* [WORK TASK]:
The response must consist of the lines below from the one with "#[case::descending(vec![5, 4, 3, 2, 1])]" through the one with "let mut min_so_far = u64::MAX;", exactly as they appear and with both ends kept.

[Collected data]
//! A reliable, ordered, congestion-aware transport over UDP, wire-compatible with the
//!  RakNet family of game-networking protocols, plus a transparent relay that bridges
//!  two connections.
//!
//! ## Design goals
//!
//! * Reliability is opt-in per message: every send chooses one of five delivery
//!   guarantees, and the cost of ordering or retransmission is paid only where the
//!   application asked for it
//!   * `unreliable`: fire and forget
//!   * `unreliable sequenced`: deliver immediately, drop anything older than the
//!     newest already seen - freshness over completeness, for state snapshots
//!   * `reliable`: retransmitted until acknowledged, no ordering
//!   * `reliable ordered`: buffered until contiguous, delivered in send order -
//!     completeness over latency
//!   * `reliable sequenced`: retransmitted, but stale messages are still dropped
//! * Up to 32 independent ordering channels per peer, so unrelated message streams
//!   do not stall each other
//! * Messages bigger than the UDP payload budget are fragmented and reassembled
//!   transparently; the budget is configured rather than discovered, since path MTU
//!   discovery does not work reliably
//! * Loss detection is primarily NACK-driven: a receiver that sees a gap in datagram
//!   sequence numbers asks for exactly the missing datagrams after a short grace
//!   period, with ACK-timeout retransmission as the safety net
//! * The retransmission timeout adapts to the measured round trip time
//!   (`SRTT + 4 * RTTVAR`, clamped), so retransmission is neither trigger-happy under
//!   normal jitter nor sluggish on a quiet link
//! * There is no connection handshake on the wire: a session is established by the
//!   first traffic in each direction
//! * All per-peer buffering is bounded - reassembly, ordering windows and the send
//!   queue; a peer that exceeds a bound is disconnected rather than allowed to grow
//!   local state without limit, since UDP offers no transport-level backpressure
//!
//! ## Wire format
//!
//! All numbers are little-endian; sequence numbers are 24 bits wide and wrap, and all
//!  comparisons on them are wrap-aware.
//!
//! Datagram header:
//! ```ascii
//! 0: flags (u8):
//!     0x80 valid - always set, datagrams without it are dropped
//!     0x40 contains an ACK block
//!     0x20 contains a NACK block
//!     0x08 is a retransmission
//! 1: datagram sequence number (u24) - data datagrams only
//! *: frames until the end of the datagram
//! ```
//!
//! ACK and NACK datagrams carry a range block instead of a sequence number:
//! ```ascii
//! 0: number of ranges (u16)
//! *: (repeated) form byte - 0x01: single sequence number (u24) follows,
//!     0x00: inclusive (start, end) pair of u24 follows
//! ```
//!
//! Frame (encapsulated message) header:
//! ```ascii
//! 0: reliability mode (bits 5-7), 0x08: delivery receipt requested
//! 1: payload length in bits (u16)
//! 3: reliable message index (u24) - reliable modes only
//! *: sequenced index (u24), ordered index (u24), ordering channel (u8)
//!     - ordered/sequenced modes only
//! *: split flag (u8); if set: fragment count (u16), split id (u16), fragment index (u16)
//! *: payload
//! ```
//!
//! ## Concurrency model
//!
//! All state for one peer lives in its [`session::Session`] behind a single lock, so
//!  every mutation of reliability, ordering and reassembly state is serialized: the
//!  endpoint's receive loop, the session's housekeeping loop and API callers take
//!  turns, and no per-connection state needs finer-grained synchronization. Sessions
//!  interact with each other only through messages - the relay forwards between its
//!  two legs via the destination session's API, never by sharing state.
//!
//! ## Related:
//! * ENet - same niche, 8-bit sequence-number channels, peer-level flow control
//! * QUIC - connection handshake, mandatory TLS, stream abstraction rather than
//!   messages, focus on large transfers
//! * SCTP - message-oriented multi-streaming, but kernel-level and TCP-like congestion
//!   control

pub mod config;
pub mod congestion;
pub mod disconnect;
pub mod end_point;
pub mod message_dispatcher;
pub mod ordering;
pub mod relay;
pub mod reliability;
pub mod send_pipeline;
pub mod seq;
pub mod session;
pub mod slot_ring;
pub mod split;
pub mod weighted_queue;
pub mod wire;
/// A binary min-heap keyed by a `u64` weight, with its elements kept in an index arena
///  that is recycled through a free list.
///
/// This is the scheduling primitive behind the retransmission queue: the weight is an
///  absolute deadline timestamp, and the queue is polled for due entries on every tick.
///  Under high packet rates entries churn quickly, so heap nodes and arena slots are
///  reused instead of reallocated, and elements are moved rather than cloned.
///
/// Two kinds of sentinel keep the sift loops free of index bound checks: index 0 holds a
///  minimal-weight root guard that terminates every sift-up, and the physical buffer is
///  padded past the logical size with maximal-weight hole markers so sift-down can read
///  both children of any logical node unconditionally.
pub struct WeightedQueue<T> {
    heap: Vec<HeapSlot>,
    len: usize,
    arena: Vec<Option<T>>,
    free: Vec<u32>,
}

#[derive(Copy, Clone)]
struct HeapSlot {
    weight: u64,
    node: u32,
}

const GUARD: HeapSlot = HeapSlot { weight: u64::MIN, node: u32::MAX };
const HOLE: HeapSlot = HeapSlot { weight: u64::MAX, node: u32::MAX };

/// smallest physical buffer the shrink pass will go down to
const MIN_PHYSICAL: usize = 16;

impl<T> WeightedQueue<T> {
    pub fn new() -> WeightedQueue<T> {
        let mut heap = vec![HOLE; MIN_PHYSICAL];
        heap[0] = GUARD;
        WeightedQueue {
            heap,
            len: 0,
            arena: Vec::new(),
            free: Vec::new(),
        }
    }

    pub fn len(&self) -> usize {
        self.len
    }

    pub fn is_empty(&self) -> bool {
        self.len == 0
    }

    pub fn insert(&mut self, weight: u64, element: T) {
        let node = self.alloc_node(element);
        self.ensure_physical();
        self.len += 1;
        self.sift_up(self.len, HeapSlot { weight, node });
    }

    /// Inserts many elements sharing one weight. When the shared weight is not smaller
    ///  than any existing parent of the appended frontier (checked by a linear scan),
    ///  the elements are appended in O(k); otherwise this falls back to individual
    ///  O(log n) inserts.
    pub fn insert_series(&mut self, weight: u64, elements: Vec<T>) {
        let k = elements.len();
        if k == 0 {
            return;
        }

        let fast = (self.len + 1..=self.len + k)
            .all(|pos| {
                let parent = pos / 2;
                parent > self.len || parent == 0 || weight >= self.heap[parent].weight
            });

        if fast {
            for element in elements {
                let node = self.alloc_node(element);
                self.ensure_physical();
                self.len += 1;
                self.heap[self.len] = HeapSlot { weight, node };
            }
        }
        else {
            for element in elements {
                self.insert(weight, element);
            }
        }
    }

    pub fn peek(&self) -> Option<&T> {
        if self.len == 0 {
            return None;
        }
        self.arena[self.heap[1].node as usize].as_ref()
    }

    pub fn peek_weight(&self) -> Option<u64> {
        if self.len == 0 {
            return None;
        }
        Some(self.heap[1].weight)
    }

    /// removes and returns the minimum-weight element
    pub fn poll(&mut self) -> Option<T> {
        if self.len == 0 {
            return None;
        }

        let root = self.heap[1];

        let last = self.heap[self.len];
        self.heap[self.len] = HOLE;
        self.len -= 1;
        if self.len > 0 {
            self.sift_down(1, last);
        }

        self.maybe_shrink();
        Some(self.release_node(root.node))
    }

    pub fn clear(&mut self) {
        for slot in &mut self.heap[1..=self.len] {
            self.arena[slot.node as usize] = None;
            self.free.push(slot.node);
            *slot = HOLE;
        }
        self.len = 0;
        self.maybe_shrink();
    }

    fn sift_up(&mut self, mut idx: usize, slot: HeapSlot) {
        // terminates at the root guard without an explicit idx > 1 check
        while slot.weight < self.heap[idx / 2].weight {
            self.heap[idx] = self.heap[idx / 2];
            idx /= 2;
        }
        self.heap[idx] = slot;
    }

    fn sift_down(&mut self, mut idx: usize, slot: HeapSlot) {
        loop {
            // both children are readable unconditionally - holes carry maximal weight
            let mut child = idx * 2;
            if self.heap[child + 1].weight < self.heap[child].weight {
                child += 1;
            }
            if self.heap[child].weight >= slot.weight {
                break;
            }
            self.heap[idx] = self.heap[child];
            idx = child;
        }
        self.heap[idx] = slot;
    }

    /// keeps the physical buffer big enough that children of any logical node are in bounds
    fn ensure_physical(&mut self) {
        let required = 2 * (self.len + 1) + 2;
        if self.heap.len() < required {
            self.heap.resize(required.next_power_of_two(), HOLE);
        }
    }

    /// Shrinks the physical buffer when utilization falls below a quarter, to bound
    ///  worst-case memory after bursts. The small floor avoids thrashing around
    ///  trivial sizes.
    fn maybe_shrink(&mut self) {
        if self.heap.len() > MIN_PHYSICAL && self.len < self.heap.len() / 8 {
            let target = (2 * (self.len + 1) + 2).next_power_of_two().max(MIN_PHYSICAL);
            self.heap.truncate(target);

            // the arena can only shed empty trailing slots - live elements may sit anywhere
            while matches!(self.arena.last(), Some(None)) {
                self.arena.pop();
            }
            self.free.retain(|&node| (node as usize) < self.arena.len());
        }
    }

    fn alloc_node(&mut self, element: T) -> u32 {
        match self.free.pop() {
            Some(node) => {
                self.arena[node as usize] = Some(element);
                node
            }
            None => {
                self.arena.push(Some(element));
                (self.arena.len() - 1) as u32
            }
        }
    }

    fn release_node(&mut self, node: u32) -> T {
        let element = self.arena[node as usize].take()
            .expect("heap slot referenced an empty arena node");
        self.free.push(node);
        element
    }
}

impl<T> Default for WeightedQueue<T> {
    fn default() -> Self {
        Self::new()
    }
}

#[cfg(test)]
mod tests {
    use super::*;
    use rstest::*;

    fn drain<T>(queue: &mut WeightedQueue<T>) -> Vec<T> {
        let mut result = Vec::new();
        while let Some(element) = queue.poll() {
            result.push(element);
        }
        result
    }

    #[rstest]
    #[case::ascending(vec![1, 2, 3, 4, 5])]
    #[case::descending(vec![5, 4, 3, 2, 1])]
    #[case::shuffled(vec![3, 1, 4, 1, 5, 9, 2, 6, 5, 3, 5])]
    #[case::all_equal(vec![7, 7, 7, 7])]
    #[case::single(vec![42])]
    #[case::empty(vec![])]
    fn test_poll_returns_elements_in_weight_order(#[case] weights: Vec<u64>) {
        let mut queue = WeightedQueue::new();
        for &w in &weights {
            queue.insert(w, w);
        }
        assert_eq!(queue.len(), weights.len());

        let mut expected = weights.clone();
        expected.sort();
        assert_eq!(drain(&mut queue), expected);
        assert!(queue.is_empty());
    }

    #[test]
    fn test_peek_is_always_minimum() {
        let mut queue = WeightedQueue::new();
        let weights = [9u64, 3, 7, 1, 8, 2, 6, 4, 5, 1];
        let mut min_so_far = u64::MAX;
        for &w in &weights {
            queue.insert(w, w);
            min_so_far = min_so_far.min(w);
            assert_eq!(queue.peek(), Some(&min_so_far));
            assert_eq!(queue.peek_weight(), Some(min_so_far));
        }
    }

    #[test]
    fn test_each_element_polled_exactly_once() {
        let mut queue = WeightedQueue::new();
        for i in 0..100u64 {
            queue.insert(i % 10, i);
        }
        let mut polled = drain(&mut queue);
        polled.sort();
        assert_eq!(polled, (0..100).collect::<Vec<_>>());
    }

    #[rstest]
    #[case::into_empty(vec![], 5)]
    #[case::weight_above_existing(vec![1, 2, 3], 9)]
    #[case::weight_below_existing(vec![5, 6, 7], 1)]
    #[case::weight_interleaved(vec![1, 9, 2, 8], 5)]
    fn test_insert_series_equivalent_to_individual_inserts(#[case] existing: Vec<u64>, #[case] series_weight: u64) {
        let mut series_queue = WeightedQueue::new();
        let mut reference_queue = WeightedQueue::new();
        for &w in &existing {
            series_queue.insert(w, w * 100);
            reference_queue.insert(w, w * 100);
        }

        let series = vec![1000u64, 1001, 1002, 1003];
        series_queue.insert_series(series_weight, series.clone());
        for element in series {
            reference_queue.insert(series_weight, element);
        }

        let mut from_series = drain(&mut series_queue);
        let mut from_reference = drain(&mut reference_queue);
        // equal weights may tie-break differently - compare as sets per weight
        from_series.sort();
        from_reference.sort();
        assert_eq!(from_series, from_reference);
    }

    #[test]
    fn test_arena_nodes_are_recycled() {
        let mut queue = WeightedQueue::new();
        for round in 0..50u64 {
            queue.insert(round, round);
            assert_eq!(queue.poll(), Some(round));
        }
        // one live element at a time - the arena must not have grown per insert
        assert!(queue.arena.len() <= 2);
    }

    #[test]
    fn test_physical_buffer_shrinks_after_burst() {
        let mut queue = WeightedQueue::new();
        for i in 0..1000u64 {
            queue.insert(i, i);
        }
        let physical_at_peak = queue.heap.len();
        assert!(physical_at_peak >= 1000);

        while queue.poll().is_some() {}
        assert!(queue.heap.len() < physical_at_peak);
        assert_eq!(queue.heap.len(), MIN_PHYSICAL);
    }

    #[test]
    fn test_clear_releases_all_elements() {
        let mut queue = WeightedQueue::new();
        for i in 0..10u64 {
            queue.insert(i, i);
        }
        queue.clear();
        assert!(queue.is_empty());
        assert_eq!(queue.poll(), None);

        // the queue stays usable after a clear
        queue.insert(1, 1);
        assert_eq!(queue.poll(), Some(1));
    }
}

* [EXERCISE RESULT]:
    #[case::descending(vec![5, 4, 3, 2, 1])]
    #[case::shuffled(vec![3, 1, 4, 1, 5, 9, 2, 6, 5, 3, 5])]
    #[case::all_equal(vec![7, 7, 7, 7])]
    #[case::single(vec![42])]
    #[case::empty(vec![])]
    fn test_poll_returns_elements_in_weight_order(#[case] weights: Vec<u64>) {
        let mut queue = WeightedQueue::new();
        for &w in &weights {
            queue.insert(w, w);
        }
        assert_eq!(queue.len(), weights.len());

        let mut expected = weights.clone();
        expected.sort();
        assert_eq!(drain(&mut queue), expected);
        assert!(queue.is_empty());
    }

    #[test]
    fn test_peek_is_always_minimum() {
        let mut queue = WeightedQueue::new();
        let weights = [9u64, 3, 7, 1, 8, 2, 6, 4, 5, 1];
        let mut min_so_far = u64::MAX;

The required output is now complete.